(Beginning of Excerpted data)

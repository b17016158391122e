//! Submission controller: defensive re-check, one POST, state transition.

use crate::client::{PostOptions, RegistrationClient};
use crate::error::RegisterError;
use crate::form::RegisterForm;
use crate::validation::{Field, is_valid_email, is_valid_password, is_valid_username};
use serde_json::Value;
use std::sync::Arc;

pub const REGISTER_PATH: &str = "/register";

/// What a call to [`SubmissionController::submit`] did.
#[derive(Debug, Clone, PartialEq)]
pub enum SubmitOutcome {
    /// The endpoint accepted the registration.
    Registered { body: Option<Value> },
    /// The defensive re-check failed; nothing was sent.
    Rejected,
    /// The request was sent and failed.
    Failed { status: Option<u16> },
    /// The form had already succeeded; nothing was sent.
    AlreadyRegistered,
}

impl SubmitOutcome {
    /// Short label used for metrics.
    pub fn label(&self) -> &'static str {
        match self {
            SubmitOutcome::Registered { .. } => "success",
            SubmitOutcome::Rejected => "rejected",
            SubmitOutcome::Failed { .. } => "failed",
            SubmitOutcome::AlreadyRegistered => "ignored",
        }
    }
}

pub struct SubmissionController {
    client: Arc<dyn RegistrationClient>,
    path: String,
    post_options: PostOptions,
}

impl SubmissionController {
    pub fn new(client: Arc<dyn RegistrationClient>) -> Self {
        Self {
            client,
            path: REGISTER_PATH.to_string(),
            post_options: PostOptions::json_with_credentials(),
        }
    }

    pub fn with_path(mut self, path: impl Into<String>) -> Self {
        self.path = path.into();
        self
    }

    pub fn with_credentials(mut self, with_credentials: bool) -> Self {
        self.post_options.with_credentials = with_credentials;
        self
    }

    pub fn path(&self) -> &str {
        &self.path
    }

    /// Submit the form.
    ///
    /// The `&mut` borrow only covers this value. Callers that keep the form
    /// elsewhere (a session store) and load a copy per request can run two
    /// submissions of the same visitor's form at once; each sends its own
    /// request. Every failure ends up as an error message on the form; none
    /// is returned to the caller.
    ///
    /// With credentials enabled, the form's own cookies are sent and any the
    /// endpoint sets are stored back on the form, whatever the outcome.
    pub async fn submit(&self, form: &mut RegisterForm) -> SubmitOutcome {
        if form.is_success() {
            tracing::debug!("Ignoring submission of an already registered form");
            return SubmitOutcome::AlreadyRegistered;
        }

        if let Err(err) = Self::recheck(form) {
            tracing::warn!("Registration rejected before sending: {}", err);
            form.fail(err.user_message());
            return SubmitOutcome::Rejected;
        }

        let payload = form.payload();
        let body = match serde_json::to_value(&payload) {
            Ok(body) => body,
            Err(e) => {
                tracing::error!("Failed to encode registration payload: {}", e);
                form.fail(RegisterError::Validation(e.to_string()).user_message());
                return SubmitOutcome::Rejected;
            }
        };

        let mut options = self.post_options.clone();
        if options.with_credentials {
            options.cookie = form.cookie_header();
        }

        match self.client.post(&self.path, &body, &options).await {
            Ok(response) => {
                form.store_cookies(&response.set_cookies);
                tracing::info!(
                    user = %payload.user,
                    status = response.status,
                    "Registration succeeded"
                );
                tracing::debug!(body = ?response.body, "Registration response body");
                form.succeed();
                SubmitOutcome::Registered {
                    body: response.body,
                }
            }
            Err(err) => {
                tracing::warn!(
                    user = %payload.user,
                    status = ?err.status,
                    "Registration failed: {}",
                    err.message
                );
                let status = err.status;
                form.store_cookies(&err.set_cookies);
                form.fail(RegisterError::from(err).user_message());
                SubmitOutcome::Failed { status }
            }
        }
    }

    /// Re-run the field rules on the raw values, independent of the gate.
    fn recheck(form: &RegisterForm) -> Result<(), RegisterError> {
        let mut invalid = Vec::new();
        if !is_valid_username(form.value(Field::Username)) {
            invalid.push(Field::Username.as_str());
        }
        if !is_valid_password(form.value(Field::Password)) {
            invalid.push(Field::Password.as_str());
        }
        if form.options().require_valid_email && !is_valid_email(form.value(Field::Email)) {
            invalid.push(Field::Email.as_str());
        }

        if invalid.is_empty() {
            Ok(())
        } else {
            Err(RegisterError::Validation(format!(
                "invalid fields: {}",
                invalid.join(", ")
            )))
        }
    }
}

#[cfg(test)]
mod tests {
    use super::*;
    use crate::client::{ClientResponse, MockRegistrationClient};
    use crate::error::TransportError;
    use crate::form::{FormOptions, SubmissionState};

    fn valid_form() -> RegisterForm {
        let mut form = RegisterForm::default();
        form.set_email("jane@mail.io");
        form.set_username("abc1");
        form.set_password("Abcd123!");
        form.set_confirm_password("Abcd123!");
        form
    }

    #[tokio::test]
    async fn test_valid_submission_posts_and_clears() {
        let client = Arc::new(MockRegistrationClient::succeeding());
        let controller = SubmissionController::new(client.clone());
        let mut form = valid_form();
        assert!(form.can_submit());

        let outcome = controller.submit(&mut form).await;

        assert_eq!(outcome, SubmitOutcome::Registered { body: None });
        assert_eq!(form.state(), &SubmissionState::Success);
        for field in Field::ALL {
            assert_eq!(form.value(field), "");
        }

        let requests = client.requests();
        assert_eq!(requests.len(), 1);
        assert_eq!(requests[0].path, "/register");
        assert_eq!(
            requests[0].body,
            serde_json::json!({"user": "abc1", "pwd": "Abcd123!"})
        );
        assert_eq!(requests[0].options, PostOptions::json_with_credentials());
    }

    #[tokio::test]
    async fn test_bypassed_gate_is_rejected_without_request() {
        let client = Arc::new(MockRegistrationClient::succeeding());
        let controller = SubmissionController::new(client.clone());
        let mut form = valid_form();
        form.set_username("a");
        assert!(!form.can_submit());

        let outcome = controller.submit(&mut form).await;

        assert_eq!(outcome, SubmitOutcome::Rejected);
        assert_eq!(client.request_count(), 0);
        assert_eq!(
            form.error_message(),
            Some("Input validation failed. Input should meet constraints")
        );
    }

    #[tokio::test]
    async fn test_weak_password_is_rejected() {
        let client = Arc::new(MockRegistrationClient::succeeding());
        let controller = SubmissionController::new(client.clone());
        let mut form = valid_form();
        form.set_password("password");
        form.set_confirm_password("password");

        assert_eq!(controller.submit(&mut form).await, SubmitOutcome::Rejected);
        assert_eq!(client.request_count(), 0);
    }

    #[tokio::test]
    async fn test_server_rejection_keeps_fields() {
        let client = Arc::new(MockRegistrationClient::failing_with_status(409));
        let controller = SubmissionController::new(client.clone());
        let mut form = valid_form();

        let outcome = controller.submit(&mut form).await;

        assert_eq!(outcome, SubmitOutcome::Failed { status: Some(409) });
        assert_eq!(client.request_count(), 1);
        assert!(form.error_message().unwrap().ends_with("Error code:409"));
        assert_eq!(form.value(Field::Username), "abc1");
        assert_eq!(form.value(Field::Password), "Abcd123!");
        assert_eq!(form.value(Field::ConfirmPassword), "Abcd123!");
        assert_eq!(form.value(Field::Email), "jane@mail.io");
    }

    #[tokio::test]
    async fn test_network_failure_has_undefined_code() {
        let client = Arc::new(MockRegistrationClient::failing_network());
        let controller = SubmissionController::new(client);
        let mut form = valid_form();

        let outcome = controller.submit(&mut form).await;

        assert_eq!(outcome, SubmitOutcome::Failed { status: None });
        assert_eq!(
            form.error_message(),
            Some("Unexpected error: Please contact support!. Error code:undefined")
        );
    }

    #[tokio::test]
    async fn test_password_edit_after_error_clears_message() {
        let client = Arc::new(MockRegistrationClient::failing_with_status(500));
        let controller = SubmissionController::new(client);
        let mut form = valid_form();
        controller.submit(&mut form).await;
        assert!(form.error_message().is_some());

        form.set_password("Abcd123!z");

        assert_eq!(form.state(), &SubmissionState::Idle);
        assert_eq!(form.value(Field::Username), "abc1");
        assert_eq!(form.value(Field::Email), "jane@mail.io");
    }

    #[tokio::test]
    async fn test_retry_after_error_sends_one_request_each() {
        let client = Arc::new(MockRegistrationClient::failing_with_status(503));
        let controller = SubmissionController::new(client.clone());
        let mut form = valid_form();

        controller.submit(&mut form).await;
        assert_eq!(client.request_count(), 1);

        client.set_outcome(Ok(ClientResponse {
            status: 200,
            body: Some(serde_json::json!({"created": true})),
            ..ClientResponse::default()
        }));
        let outcome = controller.submit(&mut form).await;

        assert_eq!(client.request_count(), 2);
        assert_eq!(
            outcome,
            SubmitOutcome::Registered {
                body: Some(serde_json::json!({"created": true}))
            }
        );
    }

    #[tokio::test]
    async fn test_success_is_terminal() {
        let client = Arc::new(MockRegistrationClient::succeeding());
        let controller = SubmissionController::new(client.clone());
        let mut form = valid_form();
        controller.submit(&mut form).await;

        let outcome = controller.submit(&mut form).await;

        assert_eq!(outcome, SubmitOutcome::AlreadyRegistered);
        assert_eq!(client.request_count(), 1);
        assert!(form.is_success());
    }

    #[tokio::test]
    async fn test_required_email_is_rechecked() {
        let client = Arc::new(MockRegistrationClient::succeeding());
        let controller = SubmissionController::new(client.clone());
        let mut form = RegisterForm::new(FormOptions {
            require_valid_email: true,
        });
        form.set_username("abc1");
        form.set_password("Abcd123!");
        form.set_confirm_password("Abcd123!");

        assert_eq!(controller.submit(&mut form).await, SubmitOutcome::Rejected);
        assert_eq!(client.request_count(), 0);
    }

    #[tokio::test]
    async fn test_custom_path_and_credentials() {
        let client = Arc::new(MockRegistrationClient::succeeding());
        let controller = SubmissionController::new(client.clone())
            .with_path("/api/v1/register")
            .with_credentials(false);
        let mut form = valid_form();

        controller.submit(&mut form).await;

        let request = &client.requests()[0];
        assert_eq!(request.path, "/api/v1/register");
        assert!(!request.options.with_credentials);
    }

    #[tokio::test]
    async fn test_cookies_follow_their_own_form() {
        let client = Arc::new(MockRegistrationClient::with_outcome(Err(
            TransportError::http(409, "Conflict")
                .with_set_cookies(vec!["sid=VISITOR_A; Path=/; HttpOnly".to_string()]),
        )));
        let controller = SubmissionController::new(client.clone());
        let mut visitor_a = valid_form();
        let mut visitor_b = valid_form();

        controller.submit(&mut visitor_a).await;
        client.set_outcome(Ok(ClientResponse {
            status: 201,
            ..ClientResponse::default()
        }));
        controller.submit(&mut visitor_b).await;
        visitor_a.set_password("Abcd123!a");
        visitor_a.set_confirm_password("Abcd123!a");
        controller.submit(&mut visitor_a).await;

        let requests = client.requests();
        assert_eq!(requests.len(), 3);
        assert_eq!(requests[0].options.cookie, None);
        assert_eq!(requests[1].options.cookie, None);
        assert_eq!(requests[2].options.cookie.as_deref(), Some("sid=VISITOR_A"));
    }

    #[tokio::test]
    async fn test_cookies_not_sent_without_credentials() {
        let client = Arc::new(MockRegistrationClient::succeeding());
        let controller = SubmissionController::new(client.clone()).with_credentials(false);
        let mut form = valid_form();
        form.store_cookies(&["sid=abc".to_string()]);

        controller.submit(&mut form).await;

        assert_eq!(client.requests()[0].options.cookie, None);
    }

    #[tokio::test]
    async fn test_copies_of_a_form_submit_independently() {
        let client = Arc::new(MockRegistrationClient::failing_with_status(503));
        let controller = SubmissionController::new(client.clone());
        let stored = valid_form();

        let mut first = stored.clone();
        let mut second = stored.clone();
        controller.submit(&mut first).await;
        controller.submit(&mut second).await;

        assert_eq!(client.request_count(), 2);
    }

    #[test]
    fn test_outcome_labels() {
        assert_eq!(SubmitOutcome::Registered { body: None }.label(), "success");
        assert_eq!(SubmitOutcome::Rejected.label(), "rejected");
        assert_eq!(SubmitOutcome::Failed { status: Some(500) }.label(), "failed");
        assert_eq!(SubmitOutcome::AlreadyRegistered.label(), "ignored");
    }
}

(End of Excerpted data)

▸ **Your assignment**
In the entries above, please find the line with "POST, state transition." and the line with "use serde_json::Value;", then write out exactly those two lines and every line between them, and nothing more.

▸ **Task response**
//! Submission controller: defensive re-check, one POST, state transition.

use crate::client::{PostOptions, RegistrationClient};
use crate::error::RegisterError;
use crate::form::RegisterForm;
use crate::validation::{Field, is_valid_email, is_valid_password, is_valid_username};
use serde_json::Value;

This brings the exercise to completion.